Requirement: Repeat every entry below exactly as given.

The input:
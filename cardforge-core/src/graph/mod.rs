//! Asset graph: the per-card view of bindings joined with asset metadata
//!
//! - `node` - [`AssetGraph`] and [`AssetGraphNode`]
//! - `query` - read-only accessors (main portrait, actors, animated assets)
//! - `mutate` - pure transformations returning a new graph
//! - `validate` - consistency report
//! - `service` - [`AssetGraphService`], the bridge to the stores
//!
//! Mutations never touch storage. Callers load a graph, transform it and hand
//! both versions to [`AssetGraphService::apply_changes`].

mod mutate;
mod node;
mod query;
mod service;
mod validate;

pub use mutate::{
    bind_to_actor, reorder_assets, set_main, set_main_background, set_portrait_override,
    unbind_from_actor,
};
pub use node::{AssetGraph, AssetGraphNode, JoinedAsset};
pub use query::{
    GraphSummary, get_main_portrait, get_main_background, list_actors, list_animated_assets,
    main_for_role, summarize,
};
pub use service::{ApplyReport, AssetGraphService, AttachAsset, GraphChanges, GraphReport};
pub use validate::{Severity, ValidationIssue, validate_graph};

#[cfg(test)]
pub(crate) mod test_support {
    use std::collections::BTreeSet;

    use super::*;
    use crate::storage::{AssetId, BindingId, CardId};
    use crate::storage::types::CardAssetBinding;

    /// Build a node with a resolved image asset
    pub fn node(id: &str, role: &str, order: i64, is_main: bool, tags: &[&str]) -> AssetGraphNode {
        let binding = CardAssetBinding {
            id: BindingId::from(id),
            card_id: CardId::from("card"),
            asset_id: AssetId::from(format!("asset-{id}")),
            role: role.to_string(),
            name: id.to_string(),
            ext: "png".to_string(),
            order,
            is_main,
            tags: tags.iter().map(|t| t.to_string()).collect::<BTreeSet<_>>(),
        };
        let asset = JoinedAsset {
            mimetype: "image/png".to_string(),
            size: 16,
            width: None,
            height: None,
            url: format!("/assets/{id}.png"),
        };
        AssetGraphNode::new(binding, Some(asset))
    }

    pub fn graph(actor_count: u32, nodes: Vec<AssetGraphNode>) -> AssetGraph {
        AssetGraph::new(CardId::from("card"), actor_count, nodes)
    }

    pub fn ids(graph: &AssetGraph) -> Vec<&str> {
        graph.nodes.iter().map(|n| n.id().as_str()).collect()
    }
}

Problem solution:
filename cardforge-core/src/graph/mod.rs
//! Asset graph: the per-card view of bindings joined with asset metadata
//!
//! - `node` - [`AssetGraph`] and [`AssetGraphNode`]
//! - `query` - read-only accessors (main portrait, actors, animated assets)
//! - `mutate` - pure transformations returning a new graph
//! - `validate` - consistency report
//! - `service` - [`AssetGraphService`], the bridge to the stores
//!
//! Mutations never touch storage. Callers load a graph, transform it and hand
//! both versions to [`AssetGraphService::apply_changes`].

mod mutate;
mod node;
mod query;
mod service;
mod validate;

pub use mutate::{
    bind_to_actor, reorder_assets, set_main, set_main_background, set_portrait_override,
    unbind_from_actor,
};
pub use node::{AssetGraph, AssetGraphNode, JoinedAsset};
pub use query::{
    GraphSummary, get_main_portrait, get_main_background, list_actors, list_animated_assets,
    main_for_role, summarize,
};
pub use service::{ApplyReport, AssetGraphService, AttachAsset, GraphChanges, GraphReport};
pub use validate::{Severity, ValidationIssue, validate_graph};

#[cfg(test)]
pub(crate) mod test_support {
    use std::collections::BTreeSet;

    use super::*;
    use crate::storage::{AssetId, BindingId, CardId};
    use crate::storage::types::CardAssetBinding;

    /// Build a node with a resolved image asset
    pub fn node(id: &str, role: &str, order: i64, is_main: bool, tags: &[&str]) -> AssetGraphNode {
        let binding = CardAssetBinding {
            id: BindingId::from(id),
            card_id: CardId::from("card"),
            asset_id: AssetId::from(format!("asset-{id}")),
            role: role.to_string(),
            name: id.to_string(),
            ext: "png".to_string(),
            order,
            is_main,
            tags: tags.iter().map(|t| t.to_string()).collect::<BTreeSet<_>>(),
        };
        let asset = JoinedAsset {
            mimetype: "image/png".to_string(),
            size: 16,
            width: None,
            height: None,
            url: format!("/assets/{id}.png"),
        };
        AssetGraphNode::new(binding, Some(asset))
    }

    pub fn graph(actor_count: u32, nodes: Vec<AssetGraphNode>) -> AssetGraph {
        AssetGraph::new(CardId::from("card"), actor_count, nodes)
    }

    pub fn ids(graph: &AssetGraph) -> Vec<&str> {
        graph.nodes.iter().map(|n| n.id().as_str()).collect()
    }
}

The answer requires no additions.